Stored data -
==*==

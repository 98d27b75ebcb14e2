//! Single-bit hill-climbing heuristics.
//!
//! All climbers evaluate through the problem's cached objective and undo
//! rejected flips immediately, so the slot never ends a sweep worse than it
//! started (under strict or non-worsening acceptance).

use super::acceptance::{MoveAcceptance, StrictImprovement};
use super::types::Heuristic;
use crate::error::{ConfigError, ConfigResult};
use crate::problem::{MemoryIndex, Problem};
use crate::random::random_permutation;
use rand::RngCore;

/// Davis's bit hill climbing.
///
/// Visits every variable once in a fresh random permutation, flips it, and
/// keeps the flip if the acceptance predicate approves; otherwise flips it
/// straight back.
///
/// # Complexity
/// O(n) evaluations per sweep
#[derive(Debug, Default, Clone)]
pub struct DavisBitHc<A = StrictImprovement> {
    acceptance: A,
}

impl DavisBitHc {
    /// Creates a climber that accepts strict improvements only.
    pub fn new() -> Self {
        Self {
            acceptance: StrictImprovement,
        }
    }
}

impl<A: MoveAcceptance> DavisBitHc<A> {
    /// Creates a climber driven by a custom acceptance predicate.
    pub fn with_acceptance(acceptance: A) -> Self {
        Self { acceptance }
    }
}

impl<A: MoveAcceptance> Heuristic for DavisBitHc<A> {
    fn name(&self) -> &str {
        "DBHC"
    }

    fn apply(&self, problem: &mut dyn Problem, index: MemoryIndex, rng: &mut dyn RngCore) {
        let perm = random_permutation(problem.number_of_variables(), rng);
        let mut current = problem.objective_value(index);

        for &bit in &perm {
            problem.bit_flip(bit, index);
            let candidate = problem.objective_value(index);
            if self.acceptance.accept(current, candidate) {
                current = candidate;
            } else {
                problem.bit_flip(bit, index);
            }
        }
    }
}

/// Davis's bit hill climbing over blocks of `k` consecutive permutation
/// positions.
///
/// Block starts run over `0..=n-k`; the block is flipped, evaluated and kept
/// or undone as a unit. Trailing positions are only reached as members of
/// earlier blocks.
#[derive(Debug, Clone)]
pub struct KBitDavisHc<A = StrictImprovement> {
    k: usize,
    acceptance: A,
}

impl KBitDavisHc {
    /// Creates a `k`-bit climber with strict acceptance.
    ///
    /// `k` must be at least 1; the upper bound is checked against the
    /// problem in [`Heuristic::validate`].
    pub fn new(k: usize) -> ConfigResult<Self> {
        Self::with_acceptance(k, StrictImprovement)
    }
}

impl<A: MoveAcceptance> KBitDavisHc<A> {
    /// Creates a `k`-bit climber with a custom acceptance predicate.
    pub fn with_acceptance(k: usize, acceptance: A) -> ConfigResult<Self> {
        if k == 0 {
            return Err(ConfigError::ZeroBlockSize);
        }
        Ok(Self { k, acceptance })
    }

    /// Block size.
    pub fn k(&self) -> usize {
        self.k
    }
}

impl<A: MoveAcceptance> Heuristic for KBitDavisHc<A> {
    fn name(&self) -> &str {
        "kBDHC"
    }

    fn apply(&self, problem: &mut dyn Problem, index: MemoryIndex, rng: &mut dyn RngCore) {
        let n = problem.number_of_variables();
        let perm = random_permutation(n, rng);
        let mut current = problem.objective_value(index);

        // k > n yields no block starts at all.
        let starts = (n + 1).saturating_sub(self.k);
        for start in 0..starts {
            let block = &perm[start..start + self.k];
            for &bit in block {
                problem.bit_flip(bit, index);
            }
            let candidate = problem.objective_value(index);
            if self.acceptance.accept(current, candidate) {
                current = candidate;
            } else {
                for &bit in block {
                    problem.bit_flip(bit, index);
                }
            }
        }
    }

    fn validate(&self, problem: &dyn Problem) -> ConfigResult<()> {
        let variables = problem.number_of_variables();
        if self.k > variables {
            return Err(ConfigError::InvalidBlockSize {
                k: self.k,
                variables,
            });
        }
        Ok(())
    }
}

/// Steepest descent: scans every single flip, applies only the one with the
/// largest strict improvement.
///
/// # Complexity
/// O(n) evaluations, at most one committed flip per sweep
#[derive(Debug, Default, Clone, Copy)]
pub struct SteepestDescentHc;

impl Heuristic for SteepestDescentHc {
    fn name(&self) -> &str {
        "Steepest Descent HC"
    }

    fn apply(&self, problem: &mut dyn Problem, index: MemoryIndex, _rng: &mut dyn RngCore) {
        let mut best = problem.objective_value(index);
        let mut best_bit = None;

        for bit in 0..problem.number_of_variables() {
            problem.bit_flip(bit, index);
            let candidate = problem.objective_value(index);
            if candidate < best {
                best = candidate;
                best_bit = Some(bit);
            }
            problem.bit_flip(bit, index);
        }

        if let Some(bit) = best_bit {
            problem.bit_flip(bit, index);
        }
    }
}

/// Shallowest descent: scans every single flip, applies only the one with
/// the smallest strictly positive improvement.
#[derive(Debug, Default, Clone, Copy)]
pub struct ShallowestDescentHc;

impl Heuristic for ShallowestDescentHc {
    fn name(&self) -> &str {
        "Shallowest Descent HC"
    }

    fn apply(&self, problem: &mut dyn Problem, index: MemoryIndex, _rng: &mut dyn RngCore) {
        let base = problem.objective_value(index);
        let mut least = f64::MAX;
        let mut least_bit = None;

        for bit in 0..problem.number_of_variables() {
            problem.bit_flip(bit, index);
            let improvement = base - problem.objective_value(index);
            if improvement > 0.0 && improvement < least {
                least = improvement;
                least_bit = Some(bit);
            }
            problem.bit_flip(bit, index);
        }

        if let Some(bit) = least_bit {
            problem.bit_flip(bit, index);
        }
    }
}

/// Does nothing. Fills local-search tables where "no local search" is an
/// option.
#[derive(Debug, Default, Clone, Copy)]
pub struct NoopHeuristic;

impl Heuristic for NoopHeuristic {
    fn name(&self) -> &str {
        "Noop"
    }

    fn apply(&self, _problem: &mut dyn Problem, _index: MemoryIndex, _rng: &mut dyn RngCore) {}
}

#[cfg(test)]
mod tests {
    use super::*;
    use crate::heuristics::NonWorsening;
    use crate::problem::CURRENT;
    use crate::random::create_rng;
    use crate::test_support::WeightedBits;

    fn weighted() -> WeightedBits {
        // All bits start set, so every flip of a positive weight improves.
        WeightedBits::new(vec![4.0, 1.0, 3.0, 2.0, 5.0], 2)
    }

    #[test]
    fn test_davis_reaches_optimum_on_separable_problem() {
        let mut problem = weighted();
        let mut rng = create_rng(42);
        DavisBitHc::new().apply(&mut problem, CURRENT, &mut rng);
        assert_eq!(problem.objective_value(CURRENT), 0.0);
    }

    #[test]
    fn test_davis_never_worsens() {
        let mut problem = WeightedBits::new(vec![1.0, -2.0, 3.0, -1.0, 0.5], 1);
        problem.set(CURRENT, &[false, true, true, false, false]);
        let mut rng = create_rng(3);
        for _ in 0..20 {
            let before = problem.objective_value(CURRENT);
            DavisBitHc::new().apply(&mut problem, CURRENT, &mut rng);
            assert!(problem.objective_value(CURRENT) <= before);
        }
        // Optimum: negative weights set, positive weights cleared.
        assert_eq!(problem.objective_value(CURRENT), -3.0);
    }

    #[test]
    fn test_davis_non_worsening_walks_plateaus() {
        let mut problem = WeightedBits::new(vec![0.0, 0.0, 1.0], 1);
        let mut rng = create_rng(5);
        DavisBitHc::with_acceptance(NonWorsening).apply(&mut problem, CURRENT, &mut rng);
        // Zero-weight bits are flipped (ties accepted), the weighted one cleared.
        assert_eq!(problem.slots[CURRENT], vec![false, false, false]);
    }

    #[test]
    fn test_kbit_flips_blocks_atomically() {
        // Pairs containing the -10 bit always improve; others never do alone.
        let mut problem = WeightedBits::new(vec![1.0, 1.0, -10.0], 1);
        problem.set(CURRENT, &[false, false, false]);
        let mut rng = create_rng(11);
        let hc = KBitDavisHc::new(2).unwrap();
        hc.apply(&mut problem, CURRENT, &mut rng);
        let value = problem.objective_value(CURRENT);
        assert!(value < 0.0, "expected the -10 bit to be set, got {value}");
    }

    #[test]
    fn test_kbit_equal_to_length_is_single_block() {
        let mut problem = WeightedBits::new(vec![1.0, 1.0, 1.0], 1);
        let mut rng = create_rng(1);
        KBitDavisHc::new(3)
            .unwrap()
            .apply(&mut problem, CURRENT, &mut rng);
        assert_eq!(problem.objective_value(CURRENT), 0.0);
    }

    #[test]
    fn test_kbit_validation() {
        assert_eq!(KBitDavisHc::new(0).err(), Some(ConfigError::ZeroBlockSize));
        let problem = weighted();
        let hc = KBitDavisHc::new(6).unwrap();
        assert_eq!(
            hc.validate(&problem),
            Err(ConfigError::InvalidBlockSize { k: 6, variables: 5 })
        );
        assert!(KBitDavisHc::new(5).unwrap().validate(&problem).is_ok());
    }

    #[test]
    fn test_kbit_too_large_is_noop() {
        let mut problem = weighted();
        let mut rng = create_rng(1);
        KBitDavisHc::new(9)
            .unwrap()
            .apply(&mut problem, CURRENT, &mut rng);
        assert_eq!(problem.objective_value(CURRENT), 15.0);
    }

    #[test]
    fn test_steepest_takes_largest_improvement() {
        let mut problem = weighted();
        let mut rng = create_rng(0);
        SteepestDescentHc.apply(&mut problem, CURRENT, &mut rng);
        // Weight 5.0 removed.
        assert_eq!(problem.objective_value(CURRENT), 10.0);
        assert!(!problem.slots[CURRENT][4]);
    }

    #[test]
    fn test_shallowest_takes_smallest_improvement() {
        let mut problem = weighted();
        let mut rng = create_rng(0);
        ShallowestDescentHc.apply(&mut problem, CURRENT, &mut rng);
        // Weight 1.0 removed.
        assert_eq!(problem.objective_value(CURRENT), 14.0);
        assert!(!problem.slots[CURRENT][1]);
    }

    #[test]
    fn test_steepest_dominates_shallowest() {
        let mut steep = weighted();
        let mut shallow = weighted();
        let mut rng = create_rng(0);
        SteepestDescentHc.apply(&mut steep, CURRENT, &mut rng);
        ShallowestDescentHc.apply(&mut shallow, CURRENT, &mut rng);
        assert!(steep.objective_value(CURRENT) <= shallow.objective_value(CURRENT));
        assert!(shallow.objective_value(CURRENT) <= 15.0);
    }

    #[test]
    fn test_descent_without_improving_bit_is_noop() {
        let mut problem = weighted();
        problem.set(CURRENT, &[false; 5]);
        let mut rng = create_rng(0);
        SteepestDescentHc.apply(&mut problem, CURRENT, &mut rng);
        ShallowestDescentHc.apply(&mut problem, CURRENT, &mut rng);
        assert_eq!(problem.slots[CURRENT], vec![false; 5]);
    }

    #[test]
    fn test_noop_leaves_solution() {
        let mut problem = weighted();
        let mut rng = create_rng(0);
        NoopHeuristic.apply(&mut problem, CURRENT, &mut rng);
        assert_eq!(problem.objective_value(CURRENT), 15.0);
    }
}
//! Leaf operators acting on a single memory index.
//!
//! Operators hold no orchestration logic: each call performs one sweep (or
//! one perturbation) on the slot it is given and returns.
//!
//! # Local search
//!
//! - [`DavisBitHc`]: first-improvement sweep in random permutation order
//! - [`KBitDavisHc`]: the same sweep over blocks of `k` bits
//! - [`SteepestDescentHc`]: best single flip of a full neighbourhood scan
//! - [`ShallowestDescentHc`]: smallest strictly improving single flip
//! - [`NoopHeuristic`]: leaves the solution untouched
//!
//! # Perturbation
//!
//! - [`RandomBitFlip`]: one unconditional random flip
//! - [`BitMutation`]: `intensity` unconditional random flips
//!
//! # Acceptance
//!
//! - [`MoveAcceptance`] decouples the accept rule from the traversal order
//!   of the bit-flip drivers.

mod acceptance;
mod hill_climbing;
mod mutation;
mod types;

pub use acceptance::{MoveAcceptance, NonWorsening, StrictImprovement};
pub use hill_climbing::{
    DavisBitHc, KBitDavisHc, NoopHeuristic, ShallowestDescentHc, SteepestDescentHc,
};
pub use mutation::{BitMutation, RandomBitFlip};
pub use types::{Heuristic, Mutation};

==*==

Could you find every line in the records above that has the string "removed" and copy it?

        // Weight 5.0 removed.
        // Weight 1.0 removed.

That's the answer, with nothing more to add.